Le Conseil d’État donne une nouvelle illustration de l’office du juge de l’excés de pouvoir quant à la prise en compte de l’effet utile de l’annulation qu’il prononce.

par Jean-Marc Pastorle 26 mars 2020

Le juge de l’excès de pouvoir poursuit son office quant à la prise en compte de l’effet utile de l’annulation qu’il prononce à la date à laquelle il statue (v. CE, ass., 19 juill. 2019, n° 424216, Association des Américains accidentels, Lebon avec les concl. ; AJDA 2019. 1543 ; ibid. 1986 , chron. C. Malverti et C. Beaufils ; RFDA 2019. 891, concl. A. Lallet ). Cette solution, qui déroge au principe selon lequel la légalité d’une décision administrative s’apprécie à la date à laquelle elle a été prise, trouve à s’appliquer en l’espèce au refus de récupération d’une aide d’État. Il s’agit d’une nouvelle illustration de l’évolution de l’office du juge de l’excès de pouvoir qui s’est déjà traduite dans le cas de la mise en demeure d’un moteur de recherche de procéder au déréférencement (CE 24 févr. 2017, n° 391000, Lebon ; AJDA 2017. 436 ; ibid. 740 , chron. G. Odinet et S. Roussel ; D. 2017. 500, obs. M.-C. de Montecler ; ibid. 2018. 1033, obs. B. Fauvarque-Cosson et W. Maxwell ; Dalloz IP/IT 2017. 479, obs. O. Henrard ; RFDA 2017. 535, concl. A. Bretonneau ; RTD eur. 2017. 803, obs. A. Bouveresse ) ou dans l’appréciation de la légalité d’une mesure de suspension provisoire prise en matière de dopage (CE 28 févr. 2020, n° 433886, AJDA 2020. 489 ).

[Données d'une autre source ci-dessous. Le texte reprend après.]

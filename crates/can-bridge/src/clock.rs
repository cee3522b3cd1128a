//! Retry timing: the backoff state machine and an injectable clock for blocking workers.

use parking_lot::Mutex;
use std::sync::Arc;
use std::time::{Duration, Instant};
use tokio_util::sync::CancellationToken;

/// Granularity at which a sleeping worker notices cancellation.
const CANCEL_POLL: Duration = Duration::from_millis(50);

/// Sleeping for blocking (non-async) workers.
pub trait Clock: Send + Sync {
    /// Sleep for `delay` unless `cancel` fires first. Returns `false` when cancelled.
    fn sleep(&self, delay: Duration, cancel: &CancellationToken) -> bool;
}

/// Wall-clock sleeping.
#[derive(Debug, Default, Clone, Copy)]
pub struct SystemClock;

impl Clock for SystemClock {
    fn sleep(&self, delay: Duration, cancel: &CancellationToken) -> bool {
        let deadline = Instant::now() + delay;
        loop {
            if cancel.is_cancelled() {
                return false;
            }
            let Some(left) = deadline.checked_duration_since(Instant::now()) else {
                return true;
            };
            if left.is_zero() {
                return true;
            }
            std::thread::sleep(left.min(CANCEL_POLL));
        }
    }
}

/// Records requested delays instead of waiting them out.
#[derive(Debug, Default, Clone)]
pub struct ManualClock {
    sleeps: Arc<Mutex<Vec<Duration>>>,
}

impl ManualClock {
    pub fn new() -> Self {
        Self::default()
    }

    pub fn sleeps(&self) -> Vec<Duration> {
        self.sleeps.lock().clone()
    }
}

impl Clock for ManualClock {
    fn sleep(&self, delay: Duration, cancel: &CancellationToken) -> bool {
        if cancel.is_cancelled() {
            return false;
        }
        self.sleeps.lock().push(delay);
        // Keep retry loops from spinning a core flat out
        std::thread::sleep(Duration::from_millis(1));
        !cancel.is_cancelled()
    }
}

/// Delay schedule for reconnect attempts: starts at `initial`, multiplies by `factor` after
/// every attempt and never exceeds `max`. A fixed schedule has `initial == max`.
#[derive(Debug, Clone, PartialEq, Eq)]
pub struct Backoff {
    initial: Duration,
    max: Duration,
    factor: u32,
    current: Duration,
    attempts: u32,
}

impl Backoff {
    pub fn fixed(delay: Duration) -> Self {
        Self::exponential(delay, delay)
    }

    pub fn exponential(initial: Duration, max: Duration) -> Self {
        Self {
            initial,
            max: max.max(initial),
            factor: 2,
            current: initial,
            attempts: 0,
        }
    }

    /// Delay to wait before the next attempt.
    pub fn next_delay(&mut self) -> Duration {
        let delay = self.current;
        self.attempts = self.attempts.saturating_add(1);
        self.current = self
            .current
            .checked_mul(self.factor)
            .unwrap_or(self.max)
            .min(self.max);
        delay
    }

    /// Failed attempts since the last reset.
    pub fn attempts(&self) -> u32 {
        self.attempts
    }

    pub fn reset(&mut self) {
        self.current = self.initial;
        self.attempts = 0;
    }
}

#[cfg(test)]
mod tests {
    use super::*;

    #[test]
    fn test_fixed_backoff() {
        let mut b = Backoff::fixed(Duration::from_secs(1));
        for _ in 0..5 {
            assert_eq!(b.next_delay(), Duration::from_secs(1));
        }
        assert_eq!(b.attempts(), 5);
    }

    #[test]
    fn test_exponential_backoff_caps_and_resets() {
        let mut b = Backoff::exponential(Duration::from_secs(1), Duration::from_secs(5));
        let delays: Vec<u64> = (0..5).map(|_| b.next_delay().as_secs()).collect();
        assert_eq!(delays, vec![1, 2, 4, 5, 5]);
        b.reset();
        assert_eq!(b.attempts(), 0);
        assert_eq!(b.next_delay(), Duration::from_secs(1));
    }

    #[test]
    fn test_manual_clock_records_and_honours_cancel() {
        let clock = ManualClock::new();
        let cancel = CancellationToken::new();
        assert!(clock.sleep(Duration::from_secs(1), &cancel));
        cancel.cancel();
        assert!(!clock.sleep(Duration::from_secs(1), &cancel));
        assert_eq!(clock.sleeps(), vec![Duration::from_secs(1)]);
    }

    #[test]
    fn test_system_clock_wakes_on_cancel() {
        let cancel = CancellationToken::new();
        let c = cancel.clone();
        let handle = std::thread::spawn(move || SystemClock.sleep(Duration::from_secs(30), &c));
        cancel.cancel();
        assert!(!handle.join().unwrap());
    }
}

En l’espèce, par une délibération du conseil régional du 20 octobre 1994, la région Île-de-France a mis en place un dispositif d’aide pour l’amélioration des services de transports en commun routiers exploités par des entreprises privées ou en régie. Par un jugement du 10 juillet 2008, le tribunal administratif de Paris a annulé la décision du 17 juin 2004 par laquelle le président du conseil régional a rejeté la demande du Syndicat autonome des transporteurs de voyageurs d’abroger cette délibération, en considérant qu’elle avait institué un régime d’aide d’État illégal. Le Conseil d’État, saisi du litige, estime que la décision par laquelle la région Île-de-France a refusé de procéder à toute récupération est illégale en tant seulement qu’elle ne procède pas à la récupération des intérêts.

L’œil du juge tourné vers l’injonction

Tirant les conséquences de sa décision et de son pouvoir d’injonction, le Conseil d’État juge que l’exécution de la présente décision implique nécessairement « d’enjoindre à la région Île-de-France de prendre, dans un délai de six mois à compter de la notification de la présente décision, les mesures nécessaires pour assurer le paiement, par chaque entreprise ayant exercé une activité sur un marché ouvert à la concurrence et ayant bénéficié du régime d’aides illégalement mis à exécution, des montants correspondant aux intérêts […] ».